Is Late Night with the Devil good?
Yes — a 96 Critic Score and 72 Metascore make this one of the best-reviewed horror films in recent memory, even though a 68% Audience Score shows general viewers were more divided than the critical consensus. Colin and Cameron Cairnes build their found-footage throwback around a single 1977 talk-show set, and that formal discipline pays off: the gap between the critic and audience numbers mostly comes down to pacing, not execution, since the film spends real time establishing its host and format before letting the horror take over.

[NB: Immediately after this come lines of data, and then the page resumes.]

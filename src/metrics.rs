#![forbid(unsafe_code)]

// Server metrics - lock-free counters and a latency histogram, rendered as Prometheus text

use std::fmt::Write;
use std::sync::atomic::{AtomicU64, Ordering::Relaxed};
use std::sync::Arc;
use std::time::Duration;

/// Bucket upper bounds in microseconds, with their Prometheus `le` labels
const BUCKETS: [(u64, &str); 8] = [
    (1_000, "0.001"),
    (5_000, "0.005"),
    (25_000, "0.025"),
    (100_000, "0.1"),
    (250_000, "0.25"),
    (1_000_000, "1"),
    (5_000_000, "5"),
    (30_000_000, "30"),
];

/// Cumulative histogram with fixed buckets
pub struct Histogram {
    buckets: [AtomicU64; BUCKETS.len()],
    count: AtomicU64,
    sum_us: AtomicU64,
}

impl Histogram {
    fn new() -> Self {
        Self {
            buckets: std::array::from_fn(|_| AtomicU64::new(0)),
            count: AtomicU64::new(0),
            sum_us: AtomicU64::new(0),
        }
    }

    pub fn observe(&self, duration: Duration) {
        let us = u64::try_from(duration.as_micros()).unwrap_or(u64::MAX);
        self.sum_us.fetch_add(us, Relaxed);
        self.count.fetch_add(1, Relaxed);
        for (slot, (bound, _)) in self.buckets.iter().zip(BUCKETS.iter()) {
            if us <= *bound {
                slot.fetch_add(1, Relaxed);
            }
        }
    }

    fn render(&self, name: &str, help: &str, out: &mut String) {
        let _ = writeln!(out, "# HELP {name} {help}");
        let _ = writeln!(out, "# TYPE {name} histogram");
        for (slot, (_, label)) in self.buckets.iter().zip(BUCKETS.iter()) {
            let _ = writeln!(out, "{name}_bucket{{le=\"{label}\"}} {}", slot.load(Relaxed));
        }
        let count = self.count.load(Relaxed);
        let _ = writeln!(out, "{name}_bucket{{le=\"+Inf\"}} {count}");
        let sum_us = self.sum_us.load(Relaxed);
        let _ = writeln!(out, "{name}_sum {}.{:06}", sum_us / 1_000_000, sum_us % 1_000_000);
        let _ = writeln!(out, "{name}_count {count}");
    }
}

/// Process-wide metrics, cheap to clone
#[derive(Clone)]
pub struct ServerMetrics {
    inner: Arc<Inner>,
}

#[derive(Default)]
struct Counters {
    connections: AtomicU64,
    messages_received: AtomicU64,
    messages_sent: AtomicU64,
    errors: AtomicU64,
    rooms_created: AtomicU64,
    rooms_closed: AtomicU64,
    joins: AtomicU64,
    leaves: AtomicU64,
    producers_created: AtomicU64,
    consumers_created: AtomicU64,
    taps_opened: AtomicU64,
    transcoder_spawns: AtomicU64,
    transcoder_exits: AtomicU64,
}

struct Inner {
    counters: Counters,
    connections_active: AtomicU64,
    message_handling: Histogram,
}

impl Default for ServerMetrics {
    fn default() -> Self {
        Self::new()
    }
}

impl ServerMetrics {
    pub fn new() -> Self {
        Self {
            inner: Arc::new(Inner {
                counters: Counters::default(),
                connections_active: AtomicU64::new(0),
                message_handling: Histogram::new(),
            }),
        }
    }

    pub fn inc_connections_total(&self) {
        self.inner.counters.connections.fetch_add(1, Relaxed);
    }

    pub fn inc_messages_received(&self) {
        self.inner.counters.messages_received.fetch_add(1, Relaxed);
    }

    pub fn inc_messages_sent(&self) {
        self.inner.counters.messages_sent.fetch_add(1, Relaxed);
    }

    pub fn inc_errors(&self) {
        self.inner.counters.errors.fetch_add(1, Relaxed);
    }

    pub fn inc_rooms_created(&self) {
        self.inner.counters.rooms_created.fetch_add(1, Relaxed);
    }

    pub fn inc_rooms_closed(&self) {
        self.inner.counters.rooms_closed.fetch_add(1, Relaxed);
    }

    pub fn inc_joins(&self) {
        self.inner.counters.joins.fetch_add(1, Relaxed);
    }

    pub fn inc_leaves(&self) {
        self.inner.counters.leaves.fetch_add(1, Relaxed);
    }

    pub fn inc_producers_created(&self) {
        self.inner.counters.producers_created.fetch_add(1, Relaxed);
    }

    pub fn inc_consumers_created(&self) {
        self.inner.counters.consumers_created.fetch_add(1, Relaxed);
    }

    pub fn inc_taps_opened(&self) {
        self.inner.counters.taps_opened.fetch_add(1, Relaxed);
    }

    pub fn inc_transcoder_spawns(&self) {
        self.inner.counters.transcoder_spawns.fetch_add(1, Relaxed);
    }

    /// Transcoder processes that exited without being asked to
    pub fn inc_transcoder_exits(&self) {
        self.inner.counters.transcoder_exits.fetch_add(1, Relaxed);
    }

    #[cfg(test)]
    pub fn transcoder_exits(&self) -> u64 {
        self.inner.counters.transcoder_exits.load(Relaxed)
    }

    /// Increments the active-connection gauge until the guard drops
    pub fn connection_active_guard(&self) -> ConnectionGuard {
        self.inner.connections_active.fetch_add(1, Relaxed);
        ConnectionGuard {
            inner: self.inner.clone(),
        }
    }

    pub fn observe_message_handling(&self, duration: Duration) {
        self.inner.message_handling.observe(duration);
    }

    /// Prometheus text exposition; room and participant gauges come from the registry
    pub fn render_prometheus(&self, rooms_active: usize, participants_active: usize) -> String {
        let mut out = String::with_capacity(4096);
        let c = &self.inner.counters;

        let counters: [(&str, &str, &AtomicU64); 13] = [
            ("connections_total", "Total WebSocket connections", &c.connections),
            ("messages_received_total", "Total frames received from clients", &c.messages_received),
            ("messages_sent_total", "Total frames sent to clients", &c.messages_sent),
            ("errors_total", "Total request errors", &c.errors),
            ("rooms_created_total", "Total rooms created", &c.rooms_created),
            ("rooms_closed_total", "Total rooms closed", &c.rooms_closed),
            ("joins_total", "Total room joins", &c.joins),
            ("leaves_total", "Total room leaves", &c.leaves),
            ("producers_created_total", "Total producers created", &c.producers_created),
            ("consumers_created_total", "Total consumers created", &c.consumers_created),
            ("taps_opened_total", "Total room taps opened", &c.taps_opened),
            ("transcoder_spawns_total", "Total transcoder processes spawned", &c.transcoder_spawns),
            ("transcoder_unexpected_exits_total", "Transcoder processes that exited on their own", &c.transcoder_exits),
        ];
        for (name, help, value) in counters {
            render_metric(&mut out, name, "counter", help, value.load(Relaxed));
        }

        render_metric(
            &mut out,
            "connections_active",
            "gauge",
            "Currently active WebSocket connections",
            self.inner.connections_active.load(Relaxed),
        );
        render_metric(&mut out, "rooms_active", "gauge", "Currently active rooms", rooms_active as u64);
        render_metric(
            &mut out,
            "participants_active",
            "gauge",
            "Currently joined participants",
            participants_active as u64,
        );

        self.inner.message_handling.render(
            "roomcast_message_handling_seconds",
            "Signaling message handling latency in seconds",
            &mut out,
        );
        out
    }
}

/// Decrements `connections_active` on drop
pub struct ConnectionGuard {
    inner: Arc<Inner>,
}

impl Drop for ConnectionGuard {
    fn drop(&mut self) {
        self.inner.connections_active.fetch_sub(1, Relaxed);
    }
}

fn render_metric(out: &mut String, name: &str, kind: &str, help: &str, value: u64) {
    let _ = writeln!(out, "# HELP roomcast_{name} {help}");
    let _ = writeln!(out, "# TYPE roomcast_{name} {kind}");
    let _ = writeln!(out, "roomcast_{name} {value}");
}

#[cfg(test)]
mod tests {
    use super::*;

    #[test]
    fn test_counters_and_gauges_render() {
        let metrics = ServerMetrics::new();
        metrics.inc_joins();
        metrics.inc_joins();
        metrics.inc_transcoder_exits();
        let guard = metrics.connection_active_guard();

        let text = metrics.render_prometheus(3, 7);
        assert!(text.contains("roomcast_joins_total 2"));
        assert!(text.contains("roomcast_transcoder_unexpected_exits_total 1"));
        assert!(text.contains("roomcast_connections_active 1"));
        assert!(text.contains("roomcast_rooms_active 3"));
        assert!(text.contains("roomcast_participants_active 7"));

        drop(guard);
        assert!(metrics.render_prometheus(0, 0).contains("roomcast_connections_active 0"));
    }

    #[test]
    fn test_histogram_buckets_are_cumulative() {
        let metrics = ServerMetrics::new();
        metrics.observe_message_handling(Duration::from_millis(3));
        metrics.observe_message_handling(Duration::from_millis(200));

        let text = metrics.render_prometheus(0, 0);
        assert!(text.contains("roomcast_message_handling_seconds_bucket{le=\"0.001\"} 0"));
        assert!(text.contains("roomcast_message_handling_seconds_bucket{le=\"0.005\"} 1"));
        assert!(text.contains("roomcast_message_handling_seconds_bucket{le=\"0.25\"} 2"));
        assert!(text.contains("roomcast_message_handling_seconds_count 2"));
        assert!(text.contains("roomcast_message_handling_seconds_sum 0.203000"));
    }
}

What is Late Night with the Devil about?
A struggling late-night host stages a Halloween special designed to save his show, and the stunt spirals into something he can’t control once one of his guests turns out to be hosting more than she lets on. The film frames its entire runtime as a “lost” broadcast tape, complete with the seams and glitches of 1970s television, which lets the Cairnes brothers build dread through format rather than jump scares alone. As the on-air rituals go wrong in front of a live studio audience, the host’s ambition and denial become as central to the horror as anything supernatural in the room.
Should you watch Late Night with the Devil?
If you like your horror slow-built and formally clever, this is a strong recommendation — just know the payoff arrives later than genre fans might expect. With a Letterboxd rating of 3.5 and an IMDb score of 7.0, audiences land closer to “impressed” than “terrified,” which fits a film more interested in dread and performance than in shocks. Viewers hoping for constant scares may find the opening stretch too patient, but the film’s confidence in its own conceit is exactly what earns it the strong Critic Score.
How does Late Night with the Devil compare to Ghostwatch?
The closest comparison is the 1992 BBC mockumentary Ghostwatch, another broadcast-format horror story that turns a trusted live-TV setting into the source of its scares. Both films understand that audiences lower their guard around familiar television formats, and both exploit that trust methodically rather than loudly. Where Ghostwatch leans on the illusion of an unscripted live event, Late Night with the Devil is more theatrical and character-driven, giving its host a fuller arc of ambition and unraveling rather than treating the broadcast purely as a framing device.